In the fall of 2002, Mr. Factor-master's degree in hand-enrolled in The Catholic University of America (CUA) to pursue a PhD in philosophy. But there, too, he was frustrated by the great wall of separation that too often stands between science and the humanities. The answers he sought continued to elude him.

In the summer of 2006, after finishing his coursework at CUA, Dan married Grace, whom he had met through a family friend while still in Florida. From there, the couple moved to Front Royal, Virginia, and Christendom College, where Dan taught for one year as an adjunct professor before returning to Washington, D.C., for a one-year assignment in the Philosophy Department at CUA. As a professor, Mr.

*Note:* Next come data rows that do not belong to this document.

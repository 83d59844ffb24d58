//! Response inspection helpers shared by the cache middleware.

use axum::{
    body::{to_bytes, Body, Bytes, HttpBody},
    http::{header::CACHE_CONTROL, response::Parts, HeaderMap},
    response::Response,
};
use tracing::warn;

/// Buffers the body of `response` if its size is known to fit in `limit`.
///
/// Returns the response untouched when it may be larger, so streaming and
/// oversized bodies pass through without being inspected.
pub(crate) async fn buffer_response(
    response: Response,
    limit: usize,
) -> Result<(Parts, Bytes), Response> {
    let (parts, body) = response.into_parts();
    let limit_u64 = u64::try_from(limit).unwrap_or(u64::MAX);
    let fits = body.size_hint().upper().is_some_and(|upper| upper <= limit_u64);
    if !fits {
        return Err(Response::from_parts(parts, body));
    }

    match to_bytes(body, limit).await {
        Ok(bytes) => Ok((parts, bytes)),
        Err(e) => {
            warn!("Failed to buffer response body: {}", e);
            Err(Response::from_parts(parts, Body::empty()))
        }
    }
}

/// Whether any `Cache-Control` header carries one of `directives`.
pub(crate) fn has_cache_directive(headers: &HeaderMap, directives: &[&str]) -> bool {
    headers
        .get_all(CACHE_CONTROL)
        .iter()
        .filter_map(|value| value.to_str().ok())
        .flat_map(|value| value.split(','))
        .filter_map(|directive| directive.split('=').next())
        .map(|name| name.trim().to_ascii_lowercase())
        .any(|name| directives.contains(&name.as_str()))
}
//! # JobPortal Core
//!
//! Core types, traits, and error definitions for the JobPortal API.
//! Every other crate in the workspace builds on the error type and the
//! request principal defined here.

pub mod error;
pub mod principal;
pub mod result;
pub mod telemetry;
pub mod validation;

pub use error::*;
pub use principal::*;
pub use result::*;
pub use validation::*;
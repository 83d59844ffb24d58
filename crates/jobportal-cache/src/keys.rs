//! Cache key construction.
//!
//! A stored key has two parts joined by [`ROUTE_SEPARATOR`]: the matched
//! route template, then an identity key of the form
//! `role-principalId[-param...][-query]`. The route comes first so that
//! invalidation can address every entry of a route by prefix; the role and
//! principal id are always present so two principals never share an entry.

use jobportal_core::{Principal, GUEST};

/// Separates the route template from the identity key.
pub const ROUTE_SEPARATOR: char = '|';

/// Builds the identity part of a cache key.
///
/// Empty `principal_id` or `role` fall back to `"guest"`. `query` is
/// canonicalized with [`canonical_query`] before use.
#[must_use]
pub fn identity_key(principal_id: &str, role: &str, route_params: &[String], query: &str) -> String {
    let principal_id = non_empty_or_guest(principal_id);
    let role = non_empty_or_guest(role);

    let mut key = format!("{role}-{principal_id}");
    if !route_params.is_empty() {
        key.push('-');
        key.push_str(&route_params.join("-"));
    }

    let query = canonical_query(query);
    if !query.is_empty() {
        key.push('-');
        key.push_str(&query);
    }
    key
}

/// Builds the identity part of a cache key for `principal`.
#[must_use]
pub fn principal_key(principal: &Principal, route_params: &[String], query: &str) -> String {
    identity_key(&principal.id, principal.role.as_str(), route_params, query)
}

/// Joins a route template and an identity key into a stored key.
#[must_use]
pub fn entry_key(route: &str, identity: &str) -> String {
    format!("{route}{ROUTE_SEPARATOR}{identity}")
}

/// Prefix addressing every entry of `route` owned by `principal`.
#[must_use]
pub fn principal_prefix(route: &str, principal: &Principal) -> String {
    format!(
        "{route}{ROUTE_SEPARATOR}{}-{}",
        principal.role.as_str(),
        principal.id
    )
}

/// Normalizes a raw query string.
///
/// Drops a leading `?` and empty pairs, then sorts the pairs so parameter
/// order does not split the cache. Values are kept as sent; two requests
/// that differ in any value get different keys.
#[must_use]
pub fn canonical_query(raw: &str) -> String {
    let raw = raw.strip_prefix('?').unwrap_or(raw);
    let mut pairs: Vec<&str> = raw.split('&').filter(|pair| !pair.is_empty()).collect();
    pairs.sort_unstable();
    pairs.join("&")
}

fn non_empty_or_guest(value: &str) -> &str {
    if value.trim().is_empty() {
        GUEST
    } else {
        value
    }
}

#[cfg(test)]
mod tests {
    use super::*;
    use jobportal_core::Role;

    fn params(values: &[&str]) -> Vec<String> {
        values.iter().map(|v| (*v).to_string()).collect()
    }

    #[test]
    fn test_identity_key_format() {
        assert_eq!(identity_key("guest", "guest", &[], ""), "guest-guest");
        assert_eq!(
            identity_key("U1", "recruiter", &params(&["j1"]), ""),
            "recruiter-U1-j1"
        );
        assert_eq!(
            identity_key("U1", "student", &params(&["j1", "a2"]), "page=2"),
            "student-U1-j1-a2-page=2"
        );
        assert_eq!(identity_key("U1", "student", &[], "?q=rust"), "student-U1-q=rust");
    }

    #[test]
    fn test_identity_key_is_deterministic() {
        let a = identity_key("U1", "student", &params(&["7"]), "a=1&b=2");
        let b = identity_key("U1", "student", &params(&["7"]), "a=1&b=2");
        assert_eq!(a, b);
    }

    #[test]
    fn test_different_principals_get_different_keys() {
        let a = identity_key("U1", "student", &[], "q=rust");
        let b = identity_key("U2", "student", &[], "q=rust");
        assert_ne!(a, b);

        let admin = identity_key("U1", "admin", &[], "q=rust");
        assert_ne!(a, admin);
    }

    #[test]
    fn test_different_query_values_get_different_keys() {
        let a = identity_key("guest", "guest", &[], "keyword=rust");
        let b = identity_key("guest", "guest", &[], "keyword=go");
        assert_ne!(a, b);
    }

    #[test]
    fn test_missing_identity_falls_back_to_guest() {
        assert_eq!(identity_key("", "", &[], ""), "guest-guest");
        assert_eq!(principal_key(&Principal::guest(), &[], ""), "guest-guest");
    }

    #[test]
    fn test_canonical_query_sorts_pairs() {
        assert_eq!(canonical_query("b=2&a=1"), canonical_query("a=1&b=2"));
        assert_eq!(canonical_query("?a=1&&b=2&"), "a=1&b=2");
        assert_eq!(canonical_query(""), "");
    }

    #[test]
    fn test_entry_key_and_principal_prefix() {
        let principal = Principal::new("U1", Role::Student);
        let key = entry_key("/api/v1/user/profile", &principal_key(&principal, &[], ""));
        assert_eq!(key, "/api/v1/user/profile|student-U1");
        assert!(key.starts_with(&principal_prefix("/api/v1/user/profile", &principal)));

        let other = Principal::new("U2", Role::Student);
        assert!(!key.starts_with(&principal_prefix("/api/v1/user/profile", &other)));
    }
}
//! User profile and saved jobs controller.

use super::parse_id;
use crate::{
    extractors::CurrentPrincipal,
    responses::{ok, ApiResult},
    router::CachePolicies,
    state::AppState,
};
use axum::{
    extract::{Path, State},
    routing::{get, post},
    Json, Router,
};
use jobportal_cache::{groups::paths, CacheGroup};
use jobportal_service::{Job, SavedJobToggle, UpdateProfileRequest, UserProfile};

/// Creates the user router.
pub fn router(policies: &CachePolicies) -> Router<AppState> {
    Router::new()
        .route(paths::USER_PROFILE, policies.cached(get(profile), policies.ttl.profile))
        .route(
            paths::USER_PROFILE_UPDATE,
            policies.invalidates(post(update_profile), &[CacheGroup::User]),
        )
        .route(paths::SAVED_JOBS, policies.cached(get(saved_jobs), policies.ttl.saved_jobs))
        .route(
            paths::SAVED_JOBS_TOGGLE,
            policies.invalidates(post(toggle_saved_job), &[CacheGroup::SavedJobs]),
        )
}

async fn profile(State(state): State<AppState>, principal: CurrentPrincipal) -> ApiResult<UserProfile> {
    let profile = state.user_service.profile(&principal).await?;
    ok(profile)
}

async fn update_profile(
    State(state): State<AppState>,
    principal: CurrentPrincipal,
    Json(request): Json<UpdateProfileRequest>,
) -> ApiResult<UserProfile> {
    let profile = state.user_service.update_profile(&principal, request).await?;
    ok(profile)
}

async fn saved_jobs(State(state): State<AppState>, principal: CurrentPrincipal) -> ApiResult<Vec<Job>> {
    let jobs = state.user_service.saved_jobs(&principal).await?;
    ok(jobs)
}

/// Save a job, or unsave it if already saved.
async fn toggle_saved_job(
    State(state): State<AppState>,
    principal: CurrentPrincipal,
    Path(job_id): Path<String>,
) -> ApiResult<SavedJobToggle> {
    let job_id = parse_id(&job_id, "job")?;
    let toggle = state.user_service.toggle_saved_job(&principal, job_id).await?;
    ok(toggle)
}
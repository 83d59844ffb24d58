//! REST controllers.

pub mod application_controller;
pub mod company_controller;
pub mod health_controller;
pub mod job_controller;
pub mod notification_controller;
pub mod user_controller;

use crate::responses::AppError;
use jobportal_core::JobPortalError;
use uuid::Uuid;

/// Parses a path segment as an id of `resource`.
pub(crate) fn parse_id(id: &str, resource: &str) -> Result<Uuid, AppError> {
    Uuid::parse_str(id)
        .map_err(|_| AppError(JobPortalError::validation(format!("Invalid {} ID: {}", resource, id))))
}
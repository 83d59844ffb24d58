//! Custom extractors.

mod principal;

pub use principal::CurrentPrincipal;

Factor encountered the same disciplinary divisions that confounded him as a graduate student. He also missed Thomas Aquinas College's seminars. "The first undergrad philosophy lecture I ever attended was my own," he laughs.

These experiences gave Mr. Factor a yearning to return to the College, where he could teach a wide range of subjects as part of an integrated, truly liberal education, and where critical discourse is encouraged. This semester, for example, Mr. Factor is teaching two sections of mathematics, a philosophy course, and a freshman seminar. "In most places, you wouldn't be able to do all of this," he says. "Here, the curriculum is an integrated whole. Everything's connected."

Mr. Factor is glad to be back, not only for professional reasons, but for personal ones, too. "This is really a great community. It's nice to have people who are like-minded and interested in the intellectual life. It's a good place to raise a family"-and a good place, no doubt, for a father to pass along an inter-generational love of learning to his sons.